Carta ao apóstolo Jacinto Milagres.


Prezado Jacinto Milagres ,

Fiquei sabendo que você se tornou um dos mais novos profetas da prosperidade. Ao receber a notícia fiquei pensando com os meus botões o que aconteceu àquele homem destemido que combatia as doutrinas heréticas da confissão positiva. Lembro que até pouco tempo era possível vê-lo na TV combatendo as heresias provinientes destes profeteiros da mentira.

Prezado Jacinto, para minha tristeza, também descobri que você foi ungido apóstolo e que agora advoga para si uma nova e poderosa unção da parte de Deus, vendendo aos seus seguidores as bênçãos de prosperidade.

Prezado pastor, ou devo chamá-lo de suprema autoridade apóstolica?
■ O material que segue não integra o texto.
//! Key-value persistence backends.
//!
//! The cart writes its snapshot through the [`PersistenceStore`] trait so the
//! storage primitive can be swapped per platform. Two backends ship here:
//! - [`MemoryStore`] - process-local map, shared between clones
//! - [`FileStore`] - one JSON file per key under a directory

mod file;
mod memory;

use async_trait::async_trait;
use thiserror::Error;

pub use file::FileStore;
pub use memory::MemoryStore;

/// Errors raised by a persistence backend.
#[derive(Debug, Error)]
pub enum PersistenceError {
    #[error("Storage I/O error: {0}")]
    Io(#[from] std::io::Error),

    #[error("Storage backend error: {0}")]
    Backend(String),
}

/// Asynchronous string key-value storage.
#[async_trait]
pub trait PersistenceStore: Send + Sync {
    /// Read the value stored under `key`, or `None` if nothing was stored.
    async fn get(&self, key: &str) -> Result<Option<String>, PersistenceError>;

    /// Overwrite the value stored under `key`.
    async fn set(&self, key: &str, value: &str) -> Result<(), PersistenceError>;
}
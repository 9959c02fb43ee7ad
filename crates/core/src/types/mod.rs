//! Core types for GoMarketplace.
//!
//! This module provides type-safe wrappers for the cart's domain concepts.

pub mod id;
pub mod line_item;
pub mod price;
pub mod quantity;

pub use id::*;
pub use line_item::{LineItem, ProductDescriptor};
pub use price::{Price, PriceError};
pub use quantity::{Quantity, QuantityError};
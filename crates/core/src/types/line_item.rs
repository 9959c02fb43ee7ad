//! Cart line items.
//!
//! Field names on the wire (`id`, `title`, `image_url`, `price`, `quantity`)
//! match the snapshot layout written by earlier releases of the mobile app.

use serde::{Deserialize, Serialize};

use super::{Price, ProductId, Quantity};

/// A product as offered by the catalog, before it is placed in a cart.
#[derive(Debug, Clone, PartialEq, Eq, Serialize, Deserialize)]
pub struct ProductDescriptor {
    /// Catalog identifier. Unique within a cart.
    pub id: ProductId,
    /// Display title.
    pub title: String,
    /// Product image location.
    pub image_url: String,
    /// Unit price.
    pub price: Price,
}

impl ProductDescriptor {
    /// Create a new product descriptor.
    #[must_use]
    pub fn new(
        id: impl Into<ProductId>,
        title: impl Into<String>,
        image_url: impl Into<String>,
        price: Price,
    ) -> Self {
        Self {
            id: id.into(),
            title: title.into(),
            image_url: image_url.into(),
            price,
        }
    }
}

/// One product in the cart together with how many units were added.
#[derive(Debug, Clone, PartialEq, Eq, Serialize, Deserialize)]
pub struct LineItem {
    pub id: ProductId,
    pub title: String,
    pub image_url: String,
    pub price: Price,
    pub quantity: Quantity,
}

impl LineItem {
    /// Start a new line for `product` holding a single unit.
    #[must_use]
    pub fn from_product(product: ProductDescriptor) -> Self {
        Self {
            id: product.id,
            title: product.title,
            image_url: product.image_url,
            price: product.price,
            quantity: Quantity::ONE,
        }
    }

    /// Unit price multiplied by quantity.
    #[must_use]
    pub fn line_total(&self) -> Price {
        self.price.times(self.quantity)
    }
}

impl From<ProductDescriptor> for LineItem {
    fn from(product: ProductDescriptor) -> Self {
        Self::from_product(product)
    }
}
//! Cart commands.
//!
//! Each command opens the file-backed cart described by the environment,
//! applies one operation and reports the result through `tracing`.

use go_marketplace_cart::{CartConfig, CartError, CartStore};
use go_marketplace_core::{Price, ProductDescriptor, ProductId};
use tracing::info;

/// Open the configured cart and wait for the stored snapshot to load.
///
/// # Errors
///
/// Returns an error if the configuration is invalid.
pub async fn open() -> Result<CartStore, Box<dyn std::error::Error>> {
    let config = CartConfig::from_env()?;
    info!(
        dir = %config.storage_dir.display(),
        key = %config.snapshot_key,
        "Opening cart"
    );

    let store = CartStore::from_config(&config);
    store.wait_until_loaded().await;
    Ok(store)
}

/// Log every line and the cart totals.
pub fn show(store: &CartStore) {
    let cart = store.cart();

    if cart.is_empty() {
        info!("Cart is empty");
        return;
    }

    info!("Cart");
    info!("====");
    for item in cart.items() {
        info!(
            "  {} x{} {} @ {} = {}",
            item.id,
            item.quantity,
            item.title,
            item.price,
            item.line_total()
        );
    }
    info!("Items: {}", cart.total_quantity());
    info!("Subtotal: {}", cart.subtotal());
}

/// Add one unit of a product.
pub fn add(store: &CartStore, id: String, title: String, image_url: String, price: Price) {
    let product = ProductDescriptor::new(id, title, image_url, price);
    let id = product.id.clone();
    store.add_to_cart(product);
    report(store, &id);
}

/// Add one unit to an existing line.
///
/// # Errors
///
/// Returns an error if the product is not in the cart.
pub fn increment(store: &CartStore, id: &str) -> Result<(), CartError> {
    let id = ProductId::new(id);
    store.increment(&id)?;
    report(store, &id);
    Ok(())
}

/// Remove one unit from an existing line.
///
/// # Errors
///
/// Returns an error if the product is not in the cart.
pub fn decrement(store: &CartStore, id: &str) -> Result<(), CartError> {
    let id = ProductId::new(id);
    store.decrement(&id)?;
    report(store, &id);
    Ok(())
}

/// Remove a line entirely.
///
/// # Errors
///
/// Returns an error if the product is not in the cart.
pub fn remove(store: &CartStore, id: &str) -> Result<(), CartError> {
    let id = ProductId::new(id);
    store.remove(&id)?;
    report(store, &id);
    Ok(())
}

/// Empty the cart.
pub fn clear(store: &CartStore) {
    store.clear();
    info!("Cart cleared");
}

fn report(store: &CartStore, id: &ProductId) {
    match store.get(id) {
        Some(item) => info!(product_id = %id, quantity = item.quantity.get(), "Updated line"),
        None => info!(product_id = %id, "Line removed"),
    }
}
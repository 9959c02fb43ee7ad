//! Newtype IDs for type-safe entity references.
//!
//! Use the `define_id!` macro to create type-safe ID wrappers that prevent
//! accidentally mixing IDs from different entity types. Catalog identifiers
//! are opaque strings, so every ID wraps a `String`.

/// Macro to define a type-safe string ID wrapper.
///
/// Creates a newtype wrapper around `String` with:
/// - `Serialize`/`Deserialize` with `#[serde(transparent)]`
/// - `Debug`, `Clone`, `PartialEq`, `Eq`, `Hash`, `PartialOrd`, `Ord`
/// - Conversion methods: `new()`, `as_str()`, `into_inner()`
/// - `From<String>`, `From<&str>` and `Into<String>` implementations
///
/// # Example
///
/// ```rust
/// # use go_marketplace_core::define_id;
/// define_id!(SkuId);
/// define_id!(StoreId);
///
/// let sku = SkuId::new("p1");
/// let store = StoreId::new("p1");
///
/// // These are different types, so this won't compile:
/// // let _: SkuId = store;
/// assert_eq!(sku.as_str(), store.as_str());
/// ```
#[macro_export]
macro_rules! define_id {
    ($name:ident) => {
        #[derive(
            Debug,
            Clone,
            PartialEq,
            Eq,
            Hash,
            PartialOrd,
            Ord,
            ::serde::Serialize,
            ::serde::Deserialize
        )]
        #[serde(transparent)]
        pub struct $name(String);

        impl $name {
            /// Create a new ID from any string-like value.
            #[must_use]
            pub fn new(id: impl Into<String>) -> Self {
                Self(id.into())
            }

            /// Get the ID as a string slice.
            #[must_use]
            pub fn as_str(&self) -> &str {
                &self.0
            }

            /// Consume the ID and return the inner string.
            #[must_use]
            pub fn into_inner(self) -> String {
                self.0
            }
        }

        impl ::core::fmt::Display for $name {
            fn fmt(&self, f: &mut ::core::fmt::Formatter<'_>) -> ::core::fmt::Result {
                f.write_str(&self.0)
            }
        }

        impl AsRef<str> for $name {
            fn as_ref(&self) -> &str {
                &self.0
            }
        }

        impl From<String> for $name {
            fn from(id: String) -> Self {
                Self(id)
            }
        }

        impl From<&str> for $name {
            fn from(id: &str) -> Self {
                Self(id.to_owned())
            }
        }

        impl From<$name> for String {
            fn from(id: $name) -> Self {
                id.0
            }
        }
    };
}

define_id!(ProductId);
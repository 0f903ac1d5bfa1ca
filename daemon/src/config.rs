use std::env;
use std::path::PathBuf;

use common::protocol::SocketData;

use crate::cache::DEFAULT_CACHE_CAPACITY;

/// Daemon settings, overridable through the environment.
#[derive(Debug, Clone)]
pub struct DaemonConfig {
    pub socket_path: PathBuf,
    pub cache_capacity: usize,
}

impl DaemonConfig {
    pub fn from_env() -> Self {
        let socket_path = env::var("SHADE_SOCKET")
            .map(PathBuf::from)
            .unwrap_or_else(|_| PathBuf::from(SocketData::SOCKET_ADDR));

        let cache_capacity = env::var("SHADE_CACHE_CAPACITY")
            .ok()
            .and_then(|raw| raw.parse::<usize>().ok())
            .unwrap_or(DEFAULT_CACHE_CAPACITY);

        Self {
            socket_path,
            cache_capacity,
        }
    }
}
use async_trait::async_trait;
use common::bridge_err;
use common::errors::{BridgeError, BridgeErrorKind};

use crate::cache::ReplyAction;
use crate::service::{self, ShadeService};

/// Capability that carries a reply back to the notification's sender.
/// An error from `deliver` means the target is stale; the bridge maps
/// it to a plain `false`, never an error response.
#[async_trait]
pub trait ReplyTransport: Send + Sync {
    async fn deliver(&self, action: &ReplyAction, message: &str) -> Result<(), BridgeError>;
}

/// Production transport: emits the action-invoked and replied signals
/// on the served notification interface, which is how senders observe
/// inline replies.
pub struct SignalReplyTransport {
    connection: Option<zbus::Connection>,
}

impl SignalReplyTransport {
    pub fn new(connection: Option<zbus::Connection>) -> Self {
        Self { connection }
    }
}

#[async_trait]
impl ReplyTransport for SignalReplyTransport {
    async fn deliver(&self, action: &ReplyAction, message: &str) -> Result<(), BridgeError> {
        let Some(connection) = &self.connection else {
            return Err(bridge_err!(
                BridgeErrorKind::BusRequest,
                "no bus connection to deliver the reply on"
            ));
        };

        let iface = connection
            .object_server()
            .interface::<_, ShadeService>(service::OBJECT_PATH)
            .await
            .map_err(|e| bridge_err!(BridgeErrorKind::BusRequest, e.to_string()))?;
        let emitter = iface.signal_emitter();

        ShadeService::action_invoked(emitter, action.id, &action.action_key)
            .await
            .map_err(|e| bridge_err!(BridgeErrorKind::BusRequest, e.to_string()))?;
        ShadeService::notification_replied(emitter, action.id, message)
            .await
            .map_err(|e| bridge_err!(BridgeErrorKind::BusRequest, e.to_string()))?;
        Ok(())
    }
}
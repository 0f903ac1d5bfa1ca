use std::collections::HashMap;
use std::sync::Arc;

use common::event::NotificationEvent;
use tracing::debug;

use crate::cache::{ActionCache, ReplyAction};
use crate::icon::{IconResolver, RawImage};
use crate::relay::EventRelay;

/// Notification fields as they arrive from the platform surface,
/// before normalization.
#[derive(Debug, Clone, Default)]
pub struct RawNotification {
    pub app_name: String,
    pub replaces_id: u32,
    pub app_icon: String,
    pub summary: String,
    pub body: String,
    pub actions: Vec<String>,
    pub desktop_entry: Option<String>,
    pub group_key: Option<String>,
    pub is_group_summary: bool,
    pub image_path: Option<String>,
    pub image_data: Option<RawImage>,
}

impl RawNotification {
    /// Whether the action list carries an inline-reply action. Actions
    /// come as key/label pairs.
    pub fn reply_capable(&self) -> bool {
        self.actions
            .chunks(2)
            .any(|pair| pair.first().is_some_and(|key| key == ReplyAction::ACTION_KEY))
    }
}

/// Normalizes platform callbacks into [`NotificationEvent`]s, keeps the
/// active set, and feeds the relay and the action cache.
///
/// Owns no platform state itself; the bus surface adapts its callbacks
/// onto [`handle_posted`](Self::handle_posted) and
/// [`handle_removed`](Self::handle_removed), and tests drive those
/// directly.
pub struct Listener {
    next_id: u32,
    active: HashMap<u32, NotificationEvent>,
    cache: Arc<ActionCache>,
    relay: EventRelay,
    resolver: IconResolver,
}

impl Listener {
    pub fn new(cache: Arc<ActionCache>, relay: EventRelay, resolver: IconResolver) -> Self {
        Self {
            next_id: 0,
            active: HashMap::new(),
            cache,
            relay,
            resolver,
        }
    }

    /// Posted callback: builds the event, registers the reply action
    /// for reply-capable notifications, publishes to the relay.
    /// Returns the id assigned to the notification.
    pub fn handle_posted(&mut self, raw: RawNotification) -> u32 {
        let id = if raw.replaces_id != 0 {
            raw.replaces_id
        } else {
            self.next_id += 1;
            self.next_id
        };

        let event = self.build_event(id, &raw);
        debug!(id, app = %event.app_name, can_reply = event.can_reply, "notification posted");

        if event.can_reply {
            self.cache.insert(id, ReplyAction::new(id));
            debug!(id, cached = self.cache.len(), "reply action cached");
        }
        self.active.insert(id, event.clone());
        self.relay.publish(event);
        id
    }

    /// Removed callback: drops the notification from the active set,
    /// evicts its reply action, and republishes the event flagged as
    /// removed. Unknown ids are ignored.
    pub fn handle_removed(&mut self, id: u32) {
        let Some(mut event) = self.active.remove(&id) else {
            return;
        };
        debug!(id, "notification removed");
        self.cache.evict(id);
        event.is_removed = true;
        self.relay.publish(event);
    }

    /// Snapshot of the currently active notifications, ordered by id.
    /// Reply actions for reply-capable entries are re-registered so a
    /// host that attaches late can still answer them.
    pub fn active(&self) -> Vec<NotificationEvent> {
        let mut events: Vec<NotificationEvent> = self.active.values().cloned().collect();
        events.sort_by_key(|event| event.id);
        for event in &events {
            if event.can_reply {
                self.cache.insert(event.id, ReplyAction::new(event.id));
            }
        }
        events
    }

    fn build_event(&self, id: u32, raw: &RawNotification) -> NotificationEvent {
        let package_name = raw
            .desktop_entry
            .clone()
            .unwrap_or_else(|| raw.app_name.clone());
        // Display-name resolution falls back to whatever the sender
        // gave us, never to an error.
        let app_name = self
            .resolver
            .app_name(&package_name)
            .unwrap_or_else(|| {
                if raw.app_name.is_empty() {
                    package_name.clone()
                } else {
                    raw.app_name.clone()
                }
            });

        let extras_picture = raw.image_data.as_ref().and_then(RawImage::encode_png);

        NotificationEvent {
            id,
            package_name,
            app_name,
            post_time: chrono::Utc::now().timestamp_millis(),
            can_reply: raw.reply_capable(),
            group_key: raw.group_key.clone(),
            is_group_summary: raw.is_group_summary,
            title: non_empty(&raw.summary),
            content: non_empty(&raw.body),
            is_removed: false,
            have_extra_picture: raw.image_data.is_some(),
            app_icon: self.resolver.app_icon(&raw.app_icon),
            large_icon: raw
                .image_path
                .as_deref()
                .and_then(|path| self.resolver.picture_from_path(path)),
            extras_picture,
        }
    }
}

fn non_empty(s: &str) -> Option<String> {
    if s.is_empty() { None } else { Some(s.to_owned()) }
}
Não sei se você lembra, mais no dia 10 de julho do ano passado o mundo comemorou 500 anos do nascimento de João Calvino. Aliás, imagino que você nunca tenha ouvido falar do famoso reformador francês, até porque, se tivesse conhecido um pouco de sua história, talvez não estivesse ensinando em seu púlpito absurdos como a teologia da prosperidade.

Caro Jacinto, diferentemente de você que fundamenta suas doutrinas em seu próprio umbigo, Calvino considerava a Bíblia como a base final de todas as suas idéias. Suas pregações em vez de sensacionalistas e manipuladoras estavam repletas de verdades bíblicas. Isso sem falar é claro, que em nenhum momento da sua vida o reformador francês usou da Palavra de Deus para tirar dinheiro do bolso do povo.

Prezado Jacinto, Calvino ao contrário de você pregava com eloquência e sabedoria. Ele chamais usava no púlpito os chavões típicos do evangeliquês apostólico. Na verdade, toda vez que subia a plataforma ele pregava com graça, inteligência e sabedoria. Quando pregava o Novo Testamento o fazia sobre o original grego, quando pregava sobre o Antigo Testamento, usava o original hebraico. Todavia, para você teólogo da opulência, isto é um verdadeiro absurdo não é verdade? Até porque, segundo aquilo que você crê a letra mata e a teologia enterra.

Imagino que ao ler esta carta você esteja me amaldiçoando, falando que eu tenho inveja da sua prosperidade e que eu vou pagar caro por ter tocado no ungido do Senhor.

Caro Jacinto, lamento lhe informar, mas sua teologia esquizofrênica não me assusta nem tampouco me amedronta.

Diante de tudo o que foi exposto nesta pequena carta, rogo encarecidamente que se arrependa dos seus pecados abandonando definitivamente aos pés da cruz de Cristo as heresias que descaradamente tem disseminado.
NEle que é o Justo juiz!

Renato Vargens

1 comentários:

  1. Parabéns ao Renato Vargens por sua coragem. Não sei se sua carta foi realmente lida, mas o alerta foi dado. O caso do Jacinto é um dos muitos casos de pessoas que se comportam muito bem quando estão no anonimato mas que se corrompem quando estão "por cima da carne seca". Ou seja, empinou o nariz, o poder e o sucesso subiram à cabeça dele. Igual acontece atualmente com o Malafaia.
    Felizes são aqueles que conseguem resistir ao assédio do mundo, da carne e do diabo e se mantêm fiéis à sã doutrina, sempre melhorando no Senhor. "E odiados de todos sereis por causa do meu nome; mas aquele que perseverar até ao fim será salvo" (Mateus 10:22).